A statue of Maryborough’s Duncan Chapman, the first Allied soldier to step ashore at Gallipoli in 1915, was the catalyst for the Gallipoli to Armistice memorial tracing the journey of the original Anzacs. The Chapman statue is now the focal point at the start of the trail in Maryborough's Queens Park, a place where hearts are tugged as the Great War story unfolds. Words, written and spoken, merge with images and the echoing footfall of marching soldiers, putting raw personal perspective into the historical frame. Here visitors can download the QR smart phone app and link to illuminating vignettes for an enriched experience.

Ahead on the trail is the symbolic recreation at the landing scene: crafted ironbark bows of the first three boats to land at Anzac Cove. Words of the 9th Battalion soldiers who stepped ashore float in the air. Footsteps lead from the first boat to the statue of Duncan Chapman, revolver drawn as he peers at unexpected towering cliffs ahead.

Anger and admiration, pride and humility are stirred in stories on panels within the stylised cliffs of Gallipoli, on the Western Front march and on the path to pitiless Pozieres, ending in a bitter-sweet homecoming after the Armistice. Sixtythousand Australians and 11,600 New Zealanders did not return.

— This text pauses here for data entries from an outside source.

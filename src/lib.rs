//! XML template processing.
//!
//! Re-exports the interpreter from `xtemplate-core` and adds the command line
//! surface used by the `xtemplate` binary.

pub mod cli;

pub use xtemplate_core::*;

Stones from Anzac Cove are embedded in front of Lt Chapman and sand inlaid in his footsteps.

Gallipoli Four sweeping curves of steel columns dominating the memorial trail stylise Anzac Cove’s ridges where the Anzacs clung for eight months. Ari Burnu headland is at the fore with the First Ridge soaring 8m to depict The Sphinx and falling back to the Second and Third Ridges.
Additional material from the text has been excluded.